Conveyancers will be required to publish their service standards and prices online, a niche regulator has confirmed. The Council for Licensed Conveyancers today announced it will mandate that firms increase the information they put in the public domain as part of a push to improve transparency and consumer choice.
The decision comes as the Solicitors Regulation Authority ponders whether to impose similar requirements on law firms after competition watchdogs highlighted what they said are gaps in public understanding about pricing in the legal sector.
The CLC, which consulted on how to improve consumer choice last year, will also encourage its firms to go beyond minimum requirements to differentiate themselves better. This could include opening data to third-party feedback platforms and price comparison websites, although this will not be mandatory.
A further consultation on the details of the reporting requirements begins today and reforms are expected to be in place, subject to approval by the Legal Services Board, by the end of this year.

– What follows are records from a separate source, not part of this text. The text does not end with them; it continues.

use std::collections::BTreeMap;
use std::fs;
use std::path::Path;

use crate::error::{Error, Result};
use crate::hash::{hash_bytes, Digest, DIGEST_SIZE};

const MAGIC: &[u8; 4] = b"MRIX";
const VERSION: u32 = 1;
/// fixed-size portion of an entry: mtime_s(8) + mtime_ns(4) + size(4) +
/// digest(32) + flags(2) + path_len(2)
const ENTRY_HEADER_LEN: usize = 8 + 4 + 4 + DIGEST_SIZE + 2 + 2;

#[derive(Debug, Clone, PartialEq, Eq)]
pub struct IndexEntry {
    pub mtime_s: u64,
    pub mtime_ns: u32,
    pub size: u32,
    pub digest: Digest,
    pub path: String,
}

impl IndexEntry {
    fn flags(&self) -> u16 {
        self.path.len().min(0xFFF) as u16
    }

    fn encode(&self, out: &mut Vec<u8>) {
        out.extend_from_slice(&self.mtime_s.to_be_bytes());
        out.extend_from_slice(&self.mtime_ns.to_be_bytes());
        out.extend_from_slice(&self.size.to_be_bytes());
        out.extend_from_slice(self.digest.as_bytes());
        out.extend_from_slice(&self.flags().to_be_bytes());
        let path_bytes = self.path.as_bytes();
        out.extend_from_slice(&(path_bytes.len() as u16).to_be_bytes());
        out.extend_from_slice(path_bytes);

        let entry_len = ENTRY_HEADER_LEN + path_bytes.len();
        let pad = (8 - entry_len % 8) % 8;
        out.resize(out.len() + pad, 0);
    }

    fn decode(buf: &[u8], pos: &mut usize) -> Result<Self> {
        let start = *pos;
        if buf.len() < start + ENTRY_HEADER_LEN {
            return Err(Error::CorruptIndex("truncated index entry header".into()));
        }
        let mtime_s = u64::from_be_bytes(buf[start..start + 8].try_into().unwrap());
        let mtime_ns = u32::from_be_bytes(buf[start + 8..start + 12].try_into().unwrap());
        let size = u32::from_be_bytes(buf[start + 12..start + 16].try_into().unwrap());
        let digest_start = start + 16;
        let digest_end = digest_start + DIGEST_SIZE;
        let mut digest_bytes = [0u8; DIGEST_SIZE];
        digest_bytes.copy_from_slice(&buf[digest_start..digest_end]);
        let digest = Digest::new(digest_bytes);
        let _flags = u16::from_be_bytes(buf[digest_end..digest_end + 2].try_into().unwrap());
        let path_len =
            u16::from_be_bytes(buf[digest_end + 2..digest_end + 4].try_into().unwrap()) as usize;

        let path_start = digest_end + 4;
        let path_end = path_start + path_len;
        if buf.len() < path_end {
            return Err(Error::CorruptIndex("truncated index entry path".into()));
        }
        let path = std::str::from_utf8(&buf[path_start..path_end])
            .map_err(|_| Error::CorruptIndex("index entry path is not utf8".into()))?
            .to_owned();

        let entry_len = ENTRY_HEADER_LEN + path_len;
        let pad = (8 - entry_len % 8) % 8;
        *pos = path_end + pad;
        Ok(Self { mtime_s, mtime_ns, size, digest, path })
    }
}

/// The staging index: a binary, checksum-protected snapshot of the next
/// commit's tree. Entries are kept in a `BTreeMap` keyed by path so ordinal
/// ordering and path uniqueness come for free, with no merge-stage
/// dimension since merging is out of scope here.
#[derive(Debug, Clone, Default, PartialEq, Eq)]
pub struct Index {
    entries: BTreeMap<String, IndexEntry>,
}

impl Index {
    pub fn new() -> Self {
        Self::default()
    }

    pub fn is_empty(&self) -> bool {
        self.entries.is_empty()
    }

    pub fn len(&self) -> usize {
        self.entries.len()
    }

    /// replaces any existing entry with the same path, else inserts
    /// preserving ascending ordinal order
    pub fn put(&mut self, entry: IndexEntry) {
        self.entries.insert(entry.path.clone(), entry);
    }

    pub fn remove(&mut self, path: &str) -> Option<IndexEntry> {
        self.entries.remove(path)
    }

    pub fn get(&self, path: &str) -> Option<&IndexEntry> {
        self.entries.get(path)
    }

    /// entries in ascending ordinal path order
    pub fn entries(&self) -> impl Iterator<Item = &IndexEntry> {
        self.entries.values()
    }

    pub fn paths(&self) -> impl Iterator<Item = &str> {
        self.entries.keys().map(String::as_str)
    }

    pub fn load(path: impl AsRef<Path>) -> Result<Self> {
        let buf = fs::read(path)?;
        if buf.len() < 4 + 4 + 4 + DIGEST_SIZE {
            return Err(Error::CorruptIndex("truncated index file".into()));
        }

        let (body, footer) = buf.split_at(buf.len() - DIGEST_SIZE);
        let expected = hash_bytes(body);
        let mut actual_bytes = [0u8; DIGEST_SIZE];
        actual_bytes.copy_from_slice(footer);
        let actual = Digest::new(actual_bytes);
        if actual != expected {
            return Err(Error::CorruptIndex("checksum mismatch".into()));
        }

        if &body[0..4] != MAGIC {
            return Err(Error::CorruptIndex("bad magic".into()));
        }
        let version = u32::from_be_bytes(body[4..8].try_into().unwrap());
        if version != VERSION {
            return Err(Error::CorruptIndex(format!("unsupported index version {version}")));
        }
        let count = u32::from_be_bytes(body[8..12].try_into().unwrap());

        let mut pos = 12;
        let mut entries = BTreeMap::new();
        for _ in 0..count {
            let entry = IndexEntry::decode(body, &mut pos)?;
            if entries.insert(entry.path.clone(), entry).is_some() {
                return Err(Error::CorruptIndex("duplicate path in index".into()));
            }
        }
        Ok(Self { entries })
    }

    pub fn save(&self, path: impl AsRef<Path>) -> Result<()> {
        let mut buf = Vec::new();
        buf.extend_from_slice(MAGIC);
        buf.extend_from_slice(&VERSION.to_be_bytes());
        buf.extend_from_slice(&(self.entries.len() as u32).to_be_bytes());
        for entry in self.entries.values() {
            entry.encode(&mut buf);
        }
        let checksum = hash_bytes(&buf);
        buf.extend_from_slice(checksum.as_bytes());

        let path = path.as_ref();
        if let Some(dir) = path.parent() {
            fs::create_dir_all(dir)?;
        }
        let tmp = path.with_extension("tmp");
        fs::write(&tmp, &buf)?;
        fs::rename(&tmp, path)?;
        Ok(())
    }
}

CLC firms will have to make cost information, including any referral arrangements in place, readily accessible on their website and in alternative formats on request. Best practice guidance, along with cost estimate templates, will be provided to ensure quotes are comprehensive and comparable.
Firms will be monitored to ensure they comply with the new rules and further assessments will be made of the new approaches to ensure they are beneficial.
CLC chair Dame Janet Paraskeva said: ‘The firms we regulate will be facing new requirements and we expect them to be open and transparent. But we do not want to be overly prescriptive in how they can take advantage of this new era of transparency – we are looking to firms to find their own approaches which fit best with their business models and styles of service.’
The SRA has made clear that it favours mandating firms to publish prices online and has suggested this could start for certain types of work, such as conveyancing, wills and personal injury. Solid proposals are due to be published imminently.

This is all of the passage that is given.